> [WORK REQUIRED]: Transcribe every record exactly, omitting none.

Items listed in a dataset
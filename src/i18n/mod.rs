// SPDX-License-Identifier: MPL-2.0
//! Localization support built on Fluent.

pub mod fluent;
// SPDX-License-Identifier: MPL-2.0
//! Default values for user preferences.

/// Bottle size pre-filled on the feed form, in millilitres.
pub const DEFAULT_BOTTLE_SIZE_ML: f32 = 120.0;

/// Number of trailing days shown on the intake chart.
pub const DEFAULT_CHART_DAYS: u32 = 7;

/// Seconds a warning banner stays visible before auto-dismissing.
pub const DEFAULT_NOTIFICATION_TIMEOUT_SECS: u32 = 6;

const _: () = {
    assert!(DEFAULT_BOTTLE_SIZE_ML > 0.0);
    assert!(DEFAULT_CHART_DAYS > 0);
    assert!(DEFAULT_NOTIFICATION_TIMEOUT_SECS > 0);
};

> [EXERCISE ANSWER]:
filename src/i18n/mod.rs
// SPDX-License-Identifier: MPL-2.0
//! Localization support built on Fluent.

pub mod fluent;
// SPDX-License-Identifier: MPL-2.0
//! Default values for user preferences.

/// Bottle size pre-filled on the feed form, in millilitres.
pub const DEFAULT_BOTTLE_SIZE_ML: f32 = 120.0;

/// Number of trailing days shown on the intake chart.
pub const DEFAULT_CHART_DAYS: u32 = 7;

/// Seconds a warning banner stays visible before auto-dismissing.
pub const DEFAULT_NOTIFICATION_TIMEOUT_SECS: u32 = 6;

const _: () = {
    assert!(DEFAULT_BOTTLE_SIZE_ML > 0.0);
    assert!(DEFAULT_CHART_DAYS > 0);
    assert!(DEFAULT_NOTIFICATION_TIMEOUT_SECS > 0);
};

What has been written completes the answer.